The NLP leveraged here was developed using a combination of off-the-shelf, open source lexica based on decades of academic research in the field of psychology, and built on datasets of at least 100K, and upwards of 1 million users, that has been adapted for marketing purposes. These inform the psychological constructs you see in the portal.
Language Analysis
For each person’s message, we used first a top-down approach with a natural language algorithmic lexicon to identify the percentage of words within each message related to key constructs of interest. Our primary focus here was to identify psychological constructs that directly relate to the way people are motivated or can be marketed to. More specifically, our lexicon pulled out key words related to motivations (e.g. affiliation, accomplishment, etc.), personal concerns (e.g. leisure, home) and personality (e.g. introverted/extroversion, etc). This allowed us to isolate the language features, and the psychological processes that are most associated with our outcomes or differences with various populations.
Interests (Affinities)
The Interests tab enables categorical analysis of following trends, zooming in at the account level.

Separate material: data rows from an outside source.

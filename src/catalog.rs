//! Variable catalog for one Octopus release
//!
//! A catalog maps variable names to their metadata. It is loaded once per
//! selected version and never mutated afterwards; switching versions means
//! building a new [`Catalog`] and swapping it in wholesale.

use crate::error::{OctoError, OctoResult};
use crate::parser::doc_url;
use crate::types::{VarOption, VarType, VariableSpec};
use serde::Deserialize;
use std::collections::{BTreeMap, BTreeSet};
use std::path::Path;
use tracing::{debug, info, warn};

/// Version used when nothing else is configured or the configured one fails to load
pub const DEFAULT_VERSION: &str = "14.1";

/// Versions whose variable data is compiled into the binary
pub const BUNDLED_VERSIONS: &[&str] = &["14.1", "16.2"];

fn bundled_data(version: &str) -> Option<&'static str> {
    match version {
        "14.1" => Some(include_str!("../data/varinfo-14.1.json")),
        "16.2" => Some(include_str!("../data/varinfo-16.2.json")),
        _ => None,
    }
}

/// File name of an on-disk catalog for `version`
pub fn data_file_name(version: &str) -> String {
    format!("varinfo-{}.json", version)
}

//==============================================================================
// Raw data-file shape
//==============================================================================

/// A JSON scalar that should be treated as text
#[derive(Debug, Deserialize)]
#[serde(untagged)]
enum RawScalar {
    Text(String),
    Number(serde_json::Number),
    Bool(bool),
}

impl RawScalar {
    fn into_text(self) -> String {
        match self {
            RawScalar::Text(s) => s,
            RawScalar::Number(n) => n.to_string(),
            RawScalar::Bool(b) => b.to_string(),
        }
    }
}

/// Fields that are sometimes a single string and sometimes a list
#[derive(Debug, Deserialize)]
#[serde(untagged)]
enum OneOrMany {
    One(RawScalar),
    Many(Vec<RawScalar>),
}

impl OneOrMany {
    fn into_vec(self) -> Vec<String> {
        let items = match self {
            OneOrMany::One(item) => vec![item.into_text()],
            OneOrMany::Many(items) => items.into_iter().map(RawScalar::into_text).collect(),
        };
        items.into_iter().filter(|s| !s.trim().is_empty()).collect()
    }
}

#[derive(Debug, Deserialize)]
struct RawOption {
    #[serde(rename = "Name", alias = "name")]
    name: String,
    #[serde(rename = "Value", alias = "value")]
    value: RawScalar,
}

#[derive(Debug, Deserialize)]
struct RawVariable {
    #[serde(rename = "Name", alias = "name", default)]
    name: Option<String>,
    #[serde(rename = "Type", alias = "type", default)]
    var_type: String,
    #[serde(rename = "Default", alias = "default", default)]
    default: Option<OneOrMany>,
    #[serde(rename = "Section", alias = "section", default)]
    section: String,
    #[serde(rename = "Description", alias = "description", default)]
    description: Option<OneOrMany>,
    #[serde(rename = "Options", alias = "options", default)]
    options: Vec<RawOption>,
    #[serde(rename = "docUrl", alias = "DocUrl", alias = "doc_url", default)]
    doc_url: Option<String>,
}

impl RawVariable {
    fn normalize(self, key: &str) -> VariableSpec {
        VariableSpec {
            name: self
                .name
                .filter(|n| !n.trim().is_empty())
                .unwrap_or_else(|| key.to_string()),
            var_type: VarType::parse(&self.var_type),
            default: self.default.map(OneOrMany::into_vec).unwrap_or_default(),
            section: self.section,
            description: self
                .description
                .map(OneOrMany::into_vec)
                .unwrap_or_default(),
            options: self
                .options
                .into_iter()
                .map(|opt| VarOption {
                    name: opt.name,
                    value: opt.value.into_text(),
                })
                .collect(),
            doc_url: self.doc_url.filter(|url| !url.trim().is_empty()),
        }
    }
}

//==============================================================================
// Catalog
//==============================================================================

/// Immutable, version-keyed variable dictionary.
///
/// Keys are stored lowercase and every lookup lowercases its query, so
/// `calculationmode`, `CalculationMode` and `CALCULATIONMODE` all resolve to
/// the same entry.
#[derive(Debug, Clone)]
pub struct Catalog {
    version: String,
    variables: BTreeMap<String, VariableSpec>,
}

impl Catalog {
    /// Build a catalog from already-normalized specs
    pub fn from_specs(version: impl Into<String>, specs: Vec<VariableSpec>) -> Self {
        let variables = specs
            .into_iter()
            .map(|spec| (spec.name.to_lowercase(), spec))
            .collect();
        Self {
            version: version.into(),
            variables,
        }
    }

    /// Parse a variable-info JSON document
    pub fn from_json_str(version: &str, json: &str) -> OctoResult<Self> {
        let raw: BTreeMap<String, RawVariable> =
            serde_json::from_str(json).map_err(|e| OctoError::CatalogLoad {
                version: version.to_string(),
                reason: e.to_string(),
            })?;

        let specs = raw
            .into_iter()
            .map(|(key, var)| var.normalize(&key))
            .collect();
        Ok(Self::from_specs(version, specs))
    }

    /// Load the catalog compiled into the binary
    pub fn bundled(version: &str) -> OctoResult<Self> {
        let json = bundled_data(version).ok_or_else(|| OctoError::CatalogLoad {
            version: version.to_string(),
            reason: format!(
                "no bundled variable data (available: {})",
                BUNDLED_VERSIONS.join(", ")
            ),
        })?;
        Self::from_json_str(version, json)
    }

    /// Load a catalog, preferring `data_dir/varinfo-<version>.json` when present
    pub fn load(version: &str, data_dir: Option<&Path>) -> OctoResult<Self> {
        if let Some(dir) = data_dir {
            let path = dir.join(data_file_name(version));
            if path.is_file() {
                debug!("Reading variable data from {}", path.display());
                let json = std::fs::read_to_string(&path).map_err(|e| OctoError::CatalogLoad {
                    version: version.to_string(),
                    reason: format!("{}: {}", path.display(), e),
                })?;
                let catalog = Self::from_json_str(version, &json)?;
                info!(
                    "Loaded Octopus {} variable information ({} variables) from {}",
                    version,
                    catalog.len(),
                    path.display()
                );
                return Ok(catalog);
            }
        }

        let catalog = Self::bundled(version)?;
        info!(
            "Loaded Octopus {} variable information ({} variables)",
            version,
            catalog.len()
        );
        Ok(catalog)
    }

    /// Load `version`, falling back to [`DEFAULT_VERSION`] if it cannot be loaded
    pub fn load_with_fallback(version: &str, data_dir: Option<&Path>) -> OctoResult<Self> {
        match Self::load(version, data_dir) {
            Ok(catalog) => Ok(catalog),
            Err(e) if version != DEFAULT_VERSION => {
                warn!("{}; falling back to Octopus {}", e, DEFAULT_VERSION);
                Self::load(DEFAULT_VERSION, data_dir).map_err(|_| OctoError::CatalogLoad {
                    version: version.to_string(),
                    reason: "unable to load variable information for any version".to_string(),
                })
            }
            Err(e) => Err(e),
        }
    }

    /// Every version that can be loaded: bundled ones plus files in `data_dir`
    pub fn available_versions(data_dir: Option<&Path>) -> Vec<String> {
        let mut versions: BTreeSet<String> =
            BUNDLED_VERSIONS.iter().map(|v| v.to_string()).collect();

        if let Some(entries) = data_dir.and_then(|dir| std::fs::read_dir(dir).ok()) {
            for entry in entries.flatten() {
                let name = entry.file_name();
                let Some(name) = name.to_str() else { continue };
                if let Some(version) = name
                    .strip_prefix("varinfo-")
                    .and_then(|rest| rest.strip_suffix(".json"))
                {
                    versions.insert(version.to_string());
                }
            }
        }

        versions.into_iter().collect()
    }

    pub fn version(&self) -> &str {
        &self.version
    }

    /// Case-insensitive lookup
    pub fn get(&self, name: &str) -> Option<&VariableSpec> {
        self.variables.get(&name.to_lowercase())
    }

    pub fn contains(&self, name: &str) -> bool {
        self.get(name).is_some()
    }

    /// All variables, ordered by lowercase name
    pub fn iter(&self) -> impl Iterator<Item = &VariableSpec> {
        self.variables.values()
    }

    pub fn len(&self) -> usize {
        self.variables.len()
    }

    pub fn is_empty(&self) -> bool {
        self.variables.is_empty()
    }

    /// Documentation link: the precomputed one, else derived from section and name
    pub fn doc_url_for(&self, spec: &VariableSpec) -> Option<String> {
        spec.doc_url
            .clone()
            .or_else(|| doc_url(&self.version, &spec.section, &spec.name))
    }
}

#[cfg(test)]
mod tests {
    use super::*;

    const SAMPLE: &str = r#"{
        "Spacing": {
            "Name": "Spacing",
            "Type": "float",
            "Default": "0.4",
            "Section": "Mesh",
            "Description": ["The spacing between", "grid points."]
        },
        "boxshape": {
            "Type": "integer",
            "Default": ["minimum"],
            "Section": "Mesh::Simulation Box",
            "Description": "Shape of the box.",
            "Options": [
                {"Name": "sphere", "Value": 1},
                {"Name": "minimum", "Value": "3"}
            ],
            "docUrl": "https://example.org/boxshape/"
        }
    }"#;

    #[test]
    fn test_normalizes_scalar_and_list_fields() {
        let catalog = Catalog::from_json_str("14.1", SAMPLE).unwrap();
        let spacing = catalog.get("Spacing").unwrap();
        assert_eq!(spacing.default, vec!["0.4"]);
        assert_eq!(spacing.description_text(), "The spacing between grid points.");
        assert_eq!(spacing.var_type, VarType::Float);

        let shape = catalog.get("BoxShape").unwrap();
        assert_eq!(shape.name, "boxshape");
        assert_eq!(shape.options[0].value, "1");
        assert_eq!(shape.description, vec!["Shape of the box."]);
    }

    #[test]
    fn test_lookup_is_case_insensitive() {
        let catalog = Catalog::from_json_str("14.1", SAMPLE).unwrap();
        assert!(catalog.contains("spacing"));
        assert!(catalog.contains("SPACING"));
        assert!(!catalog.contains("Radius"));
    }

    #[test]
    fn test_precomputed_doc_url_wins() {
        let catalog = Catalog::from_json_str("14.1", SAMPLE).unwrap();
        let shape = catalog.get("boxshape").unwrap();
        assert_eq!(
            catalog.doc_url_for(shape).as_deref(),
            Some("https://example.org/boxshape/")
        );
        let spacing = catalog.get("spacing").unwrap();
        assert_eq!(
            catalog.doc_url_for(spacing).as_deref(),
            Some("https://octopus-code.org/documentation/14/variables/mesh/spacing/")
        );
    }

    #[test]
    fn test_corrupt_json_is_a_load_failure() {
        let err = Catalog::from_json_str("14.1", "{ not json").unwrap_err();
        assert!(matches!(err, OctoError::CatalogLoad { .. }));
    }

    #[test]
    fn test_bundled_versions_load() {
        for version in BUNDLED_VERSIONS {
            let catalog = Catalog::bundled(version).unwrap();
            assert!(!catalog.is_empty());
            assert_eq!(catalog.version(), *version);
        }
        assert!(Catalog::bundled("9.9").is_err());
    }
}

For instance, examining these trends alongside our personas, Boomerangs are following pages like Managing Diabetes, Bob Dylan, Pacifico Beer, and Johnny Cash.

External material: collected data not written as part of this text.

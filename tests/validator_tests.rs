//! Value validation against the bundled catalogs

use octopus_tools::catalog::Catalog;
use octopus_tools::core::validate;
use pretty_assertions::assert_eq;

fn catalog() -> Catalog {
    Catalog::bundled("14.1").expect("bundled catalog loads")
}

// ═══════════════════════════════════════════════════════════════════════════
// UNKNOWN VARIABLES
// ═══════════════════════════════════════════════════════════════════════════

#[test]
fn test_unknown_variable_has_no_opinion() {
    assert!(validate("MyOwnRadius", "anything", &catalog()).is_none());
    assert!(validate("", "1", &catalog()).is_none());
}

#[test]
fn test_lookup_ignores_case() {
    let c = catalog();
    assert!(validate("calculationmode", "gs", &c).unwrap().is_valid);
    assert!(validate("CALCULATIONMODE", "gs", &c).unwrap().is_valid);
}

// ═══════════════════════════════════════════════════════════════════════════
// OPTIONS
// ═══════════════════════════════════════════════════════════════════════════

#[test]
fn test_option_name_or_value_accepted() {
    let c = catalog();
    assert!(validate("CalculationMode", "td", &c).unwrap().is_valid);
    assert!(validate("CalculationMode", "GS", &c).unwrap().is_valid);
    assert!(validate("CalculationMode", "3", &c).unwrap().is_valid);
    assert!(validate("BoxShape", "'sphere'", &c).unwrap().is_valid);
}

#[test]
fn test_invalid_option_message() {
    let result = validate("BoxShape", "cube", &catalog()).unwrap();
    assert!(!result.is_valid);
    assert_eq!(result.message.as_deref(), Some("Invalid value 'cube'"));
    assert_eq!(
        result.suggestion.as_deref(),
        Some("Valid values: sphere, cylinder, minimum, parallelepiped, box_image, user_defined")
    );
    assert_eq!(
        result.full_message(),
        "Invalid value 'cube' (Valid values: sphere, cylinder, minimum, parallelepiped, box_image, user_defined)"
    );
}

#[test]
fn test_combined_options() {
    let c = catalog();
    assert!(validate("XCFunctional", "lda_x + lda_c_pz_mod", &c).unwrap().is_valid);
    assert!(validate("XCFunctional", "gga_x_pbe+gga_c_pbe", &c).unwrap().is_valid);

    let result = validate("XCFunctional", "lda_x + foo + bar", &c).unwrap();
    assert!(!result.is_valid);
    assert_eq!(result.message.as_deref(), Some("Invalid options: foo, bar"));
    assert!(result.suggestion.unwrap().ends_with("..."));
}

// ═══════════════════════════════════════════════════════════════════════════
// TYPES
// ═══════════════════════════════════════════════════════════════════════════

#[test]
fn test_integer_values() {
    let c = catalog();
    assert!(validate("ExtraStates", "4", &c).unwrap().is_valid);
    assert!(validate("ExtraStates", "-1", &c).unwrap().is_valid);

    let result = validate("ExtraStates", "2.5", &c).unwrap();
    assert!(!result.is_valid);
    assert_eq!(result.message.as_deref(), Some("'2.5' is not a valid integer"));
    assert_eq!(
        result.suggestion.as_deref(),
        Some("Expected integer value, e.g.: 0")
    );
}

#[test]
fn test_float_values_and_expressions() {
    let c = catalog();
    for value in ["0.3", "-0.5", ".25", "1e-6", "2.5E+3", "0.2*angstrom", "sqrt(2)/2", "pi", "{1, 0}"] {
        assert!(
            validate("Spacing", value, &c).unwrap().is_valid,
            "{} should be a valid float",
            value
        );
    }

    let result = validate("Spacing", "fine", &c).unwrap();
    assert!(!result.is_valid);
    assert_eq!(
        result.message.as_deref(),
        Some("'fine' is not a valid float or mathematical expression")
    );
    assert_eq!(
        result.suggestion.as_deref(),
        Some("Expected float or mathematical expression, e.g.: 0.4 or 3.5 * angstrom")
    );
}

#[test]
fn test_logical_values() {
    let c = catalog();
    for value in ["yes", "NO", "true", ".false.", "1", "0"] {
        assert!(validate("FromScratch", value, &c).unwrap().is_valid);
    }
    let result = validate("FromScratch", "maybe", &c).unwrap();
    assert_eq!(
        result.message.as_deref(),
        Some("'maybe' is not a valid logical value")
    );
    assert_eq!(
        result.suggestion.as_deref(),
        Some("Valid values: true, false, yes, no")
    );
}

#[test]
fn test_string_and_block_types_accept_anything() {
    let c = catalog();
    assert!(validate("WorkDir", "\"./run\"", &c).unwrap().is_valid);
    assert!(validate("Coordinates", "whatever", &c).unwrap().is_valid);
}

Marketers use this data to bolster product and content strategies with audience research, partnerships, and content generation.
Product Trends and Social Listening
This tab categorizes the posts of our panel by any relevant categories (e.g. sleep, sex, politics). We further ensure we are listening to real people (not just businesses and dispensaries--though we do track these also for relevant metrics). We train language attributes like product categories by training our tagging algorithms with research-in-the loop methodology - incorporating our subject experts into machine learning. We also train poster attributes like consumer and company posters using this same methodology. Our neural networks are trained on hundreds of thousands of products and social posts, which our model then compares against hand-annotated products and social posts, to come up with a prediction of whether or not a given product or post has a particular difference. Due to differences in the types of language used, this methodology is robust against "sponsored" and similar types of posts, identifying real consumer behavior in the wild.

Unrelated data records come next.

use serde::Serialize;
use std::fmt;

//==============================================================================
// Catalog Types
//==============================================================================

/// Declared kind of an Octopus variable
#[derive(Debug, Clone, PartialEq, Eq)]
pub enum VarType {
    Integer,
    Float,
    Logical,
    String,
    Block,
    Flag,
    /// Any other type name found in the data file, kept verbatim
    Other(std::string::String),
}

impl VarType {
    /// Parse a type name from the variable-info data
    pub fn parse(name: &str) -> Self {
        match name.trim().to_lowercase().as_str() {
            "integer" => VarType::Integer,
            "float" | "real" => VarType::Float,
            "logical" => VarType::Logical,
            "string" => VarType::String,
            "block" => VarType::Block,
            "flag" => VarType::Flag,
            _ => VarType::Other(name.trim().to_string()),
        }
    }

    pub fn as_str(&self) -> &str {
        match self {
            VarType::Integer => "integer",
            VarType::Float => "float",
            VarType::Logical => "logical",
            VarType::String => "string",
            VarType::Block => "block",
            VarType::Flag => "flag",
            VarType::Other(name) => name,
        }
    }
}

impl Serialize for VarType {
    fn serialize<S: serde::Serializer>(&self, serializer: S) -> Result<S::Ok, S::Error> {
        serializer.serialize_str(self.as_str())
    }
}

impl fmt::Display for VarType {
    fn fmt(&self, f: &mut fmt::Formatter<'_>) -> fmt::Result {
        f.write_str(self.as_str())
    }
}

/// One permitted enumerated value for a variable
#[derive(Debug, Clone, PartialEq, Eq, Serialize)]
pub struct VarOption {
    pub name: String,
    pub value: String,
}

/// Metadata for one catalog entry.
///
/// `default` and `description` are always sequences; single strings in the
/// data file are normalized at load time.
#[derive(Debug, Clone, PartialEq, Serialize)]
pub struct VariableSpec {
    /// Canonical name as written in the data file
    pub name: String,
    pub var_type: VarType,
    pub default: Vec<String>,
    /// Category path using `::` separators
    pub section: String,
    pub description: Vec<String>,
    pub options: Vec<VarOption>,
    /// Precomputed documentation link, if the data file carries one
    pub doc_url: Option<String>,
}

impl VariableSpec {
    pub fn has_options(&self) -> bool {
        !self.options.is_empty()
    }

    /// First declared default value
    pub fn first_default(&self) -> Option<&str> {
        self.default.first().map(String::as_str)
    }

    /// Description lines joined with spaces
    pub fn description_text(&self) -> String {
        self.description.join(" ")
    }

    /// Option names, in declaration order
    pub fn option_names(&self) -> impl Iterator<Item = &str> {
        self.options.iter().map(|opt| opt.name.as_str())
    }
}

//==============================================================================
// Parse Results
//==============================================================================

/// A `name = value` assignment found on one line.
///
/// Offsets are zero-based character columns within the source line.
#[derive(Debug, Clone, PartialEq, Eq)]
pub struct AssignmentRecord {
    pub variable_name: String,
    /// Comment-stripped, trimmed value text
    pub value: String,
    pub var_start: usize,
    pub var_end: usize,
    pub value_start: usize,
    pub value_end: usize,
}

/// A `%Name` block opening marker
#[derive(Debug, Clone, PartialEq, Eq)]
pub struct BlockStart {
    pub block_name: String,
    /// Column of the `%`
    pub start: usize,
    /// Column just past the block name
    pub end: usize,
}

//==============================================================================
// Validation Results
//==============================================================================

/// Outcome of checking one value against a known variable
#[derive(Debug, Clone, PartialEq, Eq)]
pub struct ValidationResult {
    pub is_valid: bool,
    pub message: Option<String>,
    pub suggestion: Option<String>,
}

impl ValidationResult {
    pub fn valid() -> Self {
        Self {
            is_valid: true,
            message: None,
            suggestion: None,
        }
    }

    pub fn invalid(message: impl Into<String>, suggestion: impl Into<String>) -> Self {
        Self {
            is_valid: false,
            message: Some(message.into()),
            suggestion: Some(suggestion.into()),
        }
    }

    /// Conservative result used when validation itself failed
    pub fn internal_error() -> Self {
        Self {
            is_valid: false,
            message: Some("validation error".to_string()),
            suggestion: None,
        }
    }

    /// Message with the suggestion appended in parentheses
    pub fn full_message(&self) -> String {
        let message = self.message.as_deref().unwrap_or("Invalid value");
        match &self.suggestion {
            Some(suggestion) => format!("{} ({})", message, suggestion),
            None => message.to_string(),
        }
    }
}

/// Severity of a finding. Unknown variables are never reported, so every
/// finding is an error.
#[derive(Debug, Clone, Copy, PartialEq, Eq, Serialize)]
pub enum Severity {
    Error,
}

impl Severity {
    pub fn as_str(&self) -> &'static str {
        match self {
            Severity::Error => "error",
        }
    }
}

/// A position-anchored diagnostic produced by a document scan
#[derive(Debug, Clone, PartialEq, Eq, Serialize)]
pub struct Finding {
    pub line: usize,
    pub start_col: usize,
    pub end_col: usize,
    pub severity: Severity,
    pub message: String,
}

impl fmt::Display for Finding {
    fn fmt(&self, f: &mut fmt::Formatter<'_>) -> fmt::Result {
        write!(
            f,
            "{}:{}: {}: {}",
            self.line + 1,
            self.start_col + 1,
            self.severity.as_str(),
            self.message
        )
    }
}

#[cfg(test)]
mod tests {
    use super::*;

    #[test]
    fn test_var_type_parse_aliases() {
        assert_eq!(VarType::parse("real"), VarType::Float);
        assert_eq!(VarType::parse("Float"), VarType::Float);
        assert_eq!(VarType::parse("logical"), VarType::Logical);
        assert_eq!(
            VarType::parse("virtual"),
            VarType::Other("virtual".to_string())
        );
    }

    #[test]
    fn test_full_message_with_suggestion() {
        let result = ValidationResult::invalid("'x' is not a valid integer", "Expected integer");
        assert_eq!(
            result.full_message(),
            "'x' is not a valid integer (Expected integer)"
        );
        assert_eq!(
            ValidationResult::internal_error().full_message(),
            "validation error"
        );
    }

    #[test]
    fn test_finding_display_is_one_based() {
        let finding = Finding {
            line: 2,
            start_col: 10,
            end_col: 13,
            severity: Severity::Error,
            message: "bad".to_string(),
        };
        assert_eq!(finding.to_string(), "3:11: error: bad");
    }
}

We then we use our in-house subject experts and researchers to check and refine these findings by using first the tools then our actual portals themselves.
Our dashboards benefit from real client and internal feedback loops, so we encourage you to keep a tight communication with us to ensure the social dashboard is meeting your needs with respect to tags and categories.
Product Trends is available in the Innovation Insights Portal. Social listening tools are found in Innovation Insights, Consumer Insights, and Brand Health.